● Task instructions: The answer must be a single number: the count of lines in the data below that hold the word "Send".

Stored items
┏━━

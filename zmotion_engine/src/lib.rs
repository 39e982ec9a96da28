pub use eframe;
pub use zmotion_device as device;

pub mod adapter;
pub mod config;
mod engine;
pub mod event;
pub mod orientation;
pub mod source;

pub use self::engine::*;
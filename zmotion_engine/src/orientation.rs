use parking_lot::RwLock;

/// Ambient query for the current screen rotation.
pub trait ScreenOrientation {
    /// Degrees, usually one of 0, 90, -90 or 180.
    /// `None` if the platform has no notion of screen rotation.
    fn angle(&self) -> Option<i32>;
}

/// Orientation that is set from the outside, by a host window or a test.
pub struct SharedOrientation {
    angle: RwLock<Option<i32>>,
}

impl SharedOrientation {
    pub fn new(angle: Option<i32>) -> Self {
        SharedOrientation {
            angle: RwLock::new(angle),
        }
    }

    /// Only changes the value. Listeners find out once an
    /// `Event::OrientationChange` is posted.
    pub fn set(&self, angle: Option<i32>) {
        *self.angle.write() = angle;
    }
}

impl Default for SharedOrientation {
    fn default() -> Self {
        SharedOrientation::new(Some(0))
    }
}

impl ScreenOrientation for SharedOrientation {
    fn angle(&self) -> Option<i32> {
        *self.angle.read()
    }
}

/// For hosts without a screen rotation, e.g. desktops.
pub struct NoOrientation;

impl ScreenOrientation for NoOrientation {
    fn angle(&self) -> Option<i32> {
        None
    }
}
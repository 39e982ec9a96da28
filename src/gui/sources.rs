use std::sync::Arc;

use zmotion_engine::{
    eframe::{self, egui},
    source::{Source, SourceStatus},
    Engine,
};

/// The "Sources" window: one block per sensor source with its state, a
/// start/stop toggle and its settings folded away underneath.
pub struct SourceList {
    engine: Arc<Engine>,
    pub(super) sources: Vec<Arc<dyn Source + Send + Sync>>,
}

impl SourceList {
    pub fn new(engine: Arc<Engine>, sources: Vec<Arc<dyn Source + Send + Sync>>) -> Self {
        SourceList { engine, sources }
    }

    pub fn update(&self, ctx: &egui::Context, frame: &mut eframe::Frame) {
        egui::Window::new("Sources").show(ctx, |ui| {
            for (i, source) in self.sources.iter().enumerate() {
                if i > 0 {
                    ui.separator();
                }

                self.show_source(ctx, frame, ui, source.as_ref());
            }
        });
    }

    pub fn stop_all(&self) {
        for source in &self.sources {
            source.stop();
        }
    }

    fn show_source(
        &self,
        ctx: &egui::Context,
        frame: &mut eframe::Frame,
        ui: &mut egui::Ui,
        source: &(dyn Source + Send + Sync),
    ) {
        let status = source.status();

        ui.horizontal(|ui| {
            ui.strong(source.name());
            ui.colored_label(status_color(&status), status_word(&status));

            if ui.button(toggle_label(&status)).clicked() {
                match &status {
                    SourceStatus::Running => source.stop(),
                    _ => source.init(self.engine.clone()),
                }
            }
        });

        if let SourceStatus::Error(err) = &status {
            ui.colored_label(egui::Color32::RED, err);
        }

        egui::CollapsingHeader::new("Settings")
            .id_source(("source settings", source.name()))
            .show(ui, |ui| source.update_gui(ctx, frame, ui));
    }
}

fn status_color(status: &SourceStatus) -> egui::Color32 {
    match status {
        SourceStatus::Running => egui::Color32::GREEN,
        SourceStatus::Stopped => egui::Color32::GRAY,
        SourceStatus::Error(_) => egui::Color32::RED,
    }
}

fn status_word(status: &SourceStatus) -> &'static str {
    match status {
        SourceStatus::Running => "running",
        SourceStatus::Stopped => "stopped",
        SourceStatus::Error(_) => "crashed",
    }
}

/// A crashed source can be restarted like a stopped one.
fn toggle_label(status: &SourceStatus) -> &'static str {
    match status {
        SourceStatus::Running => "Stop",
        SourceStatus::Stopped => "Start",
        SourceStatus::Error(_) => "Restart",
    }
}

#[cfg(test)]
mod tests {
    use zmotion_engine::{eframe::egui, source::SourceStatus};

    use super::{status_color, status_word, toggle_label};

    #[test]
    fn crashed_source_offers_restart() {
        let status = SourceStatus::Error("crashed: no sensor".to_owned());
        assert_eq!(status_word(&status), "crashed");
        assert_eq!(toggle_label(&status), "Restart");
        assert_eq!(status_color(&status), egui::Color32::RED);
    }

    #[test]
    fn toggle_follows_status() {
        assert_eq!(toggle_label(&SourceStatus::Running), "Stop");
        assert_eq!(toggle_label(&SourceStatus::Stopped), "Start");
    }
}
use crate::motion::{Acceleration, RotationRate};


/// Scaled, axis corrected acceleration handed to the render function.
#[derive(Clone, Copy, Debug, Default, PartialEq)]
pub struct Position {
    pub x: f64,
    pub y: f64,
    pub z: f64,
}

impl Position {
    pub fn new(x: f64, y: f64, z: f64) -> Self {
        Position { x, y, z }
    }
}

/// The most recent reading seen by an adapter.
///
/// All axes are `None` until the first motion event arrives. After that every
/// event replaces the whole reading.
#[derive(Clone, Copy, Debug, Default, PartialEq)]
pub struct SensorReading {
    pub x: Option<f64>,
    pub y: Option<f64>,
    pub z: Option<f64>,
    pub rotation: Option<RotationRate>,
}

impl SensorReading {
    pub const UNSET: SensorReading = SensorReading {
        x: None,
        y: None,
        z: None,
        rotation: None,
    };

    pub fn new(accel: Acceleration, rotation: Option<RotationRate>) -> Self {
        SensorReading {
            x: Some(accel.x),
            y: Some(accel.y),
            z: Some(accel.z),
            rotation,
        }
    }

    /// True when at least one axis holds a non-zero number.
    ///
    /// A reading of exactly zero on every axis is indistinguishable from one
    /// that was never set. Some platforms expose the motion API without any
    /// hardware behind it, so this is what decides whether data is shown.
    pub fn is_set(&self) -> bool {
        truthy(self.x) || truthy(self.y) || truthy(self.z)
    }

    pub fn position(&self) -> Option<Position> {
        if !self.is_set() {
            return None;
        }

        Some(Position {
            x: self.x?,
            y: self.y?,
            z: self.z?,
        })
    }
}

fn truthy(value: Option<f64>) -> bool {
    matches!(value, Some(v) if v != 0.0 && !v.is_nan())
}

┗━━

● Task answer: 3